The day before the 2008 rally was slated to start, though, fears of a terrorist attack directly targeting the Dakar forced the event to be cancelled. The following year, the Dakar was moved to South America, where it has remained ever since. They hope to return to Africa at some point, but right now, that's just not possible- particularly as we speak, as Mali is a key nation on the way from western Europe to Senegal, and Bamako and Timbuktu regular stops, and the nation needs major rerouting to avoid. You almost can't run the race without Mali- and if Malian refugees are streaming into Mauritania, Mali's western neighbor and the only other way to enter Senegal from the north or east, there's just nowhere left to draw the route.

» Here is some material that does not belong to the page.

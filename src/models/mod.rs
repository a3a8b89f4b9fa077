pub mod article_model;
pub mod gallery_model;
pub mod tag_model;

Meanwhile, a Hungarian radio host named Andrew Szabo had been grousing for a few years prior to the move about how the Dakar had become too rigid and expensive. So he created a looser, low-cost alternative called the Budapest-Bamako. Just line up a street-legal vehicle (no entry fee if you show up driving something particularly unsuitable for a trans-Saharan journey), show up at the starting line in Budapest and get yourself to Bamako one way or another in, like, a couple weeks, we're not picky. There's a planned route, planned stages, but nobody really seems to mind if someone wanders off and makes their own surprise route. There is a racing portion, but there are navigational and even geocaching elements to it. A lot of drivers are just there to cover the distance, party, take in the scenery, and raise money for causes in places along the route, with a prize for the team that performs the best charity work. Many don't even stop at the finish line, preferring to drive to alternative finish lines, either provided by the organizers or that they decide on themselves. With the Dakar now in South America, the Budapest-Bamako considers itself the Dakar's spiritual successor.
The start of the 2013 Budapest-Bamako is scheduled to be today. Organizers have already moved the finish line to Guinea-Bissau. You recall Guinea-Bissau here from a week and a half ago. The Hungarian anti-terror agency has called them everything short of morons for even thinking of setting off at a time like this.
As the translation of this article from Webnoviny.sk of Slovakia indicates, they set off at a time like this.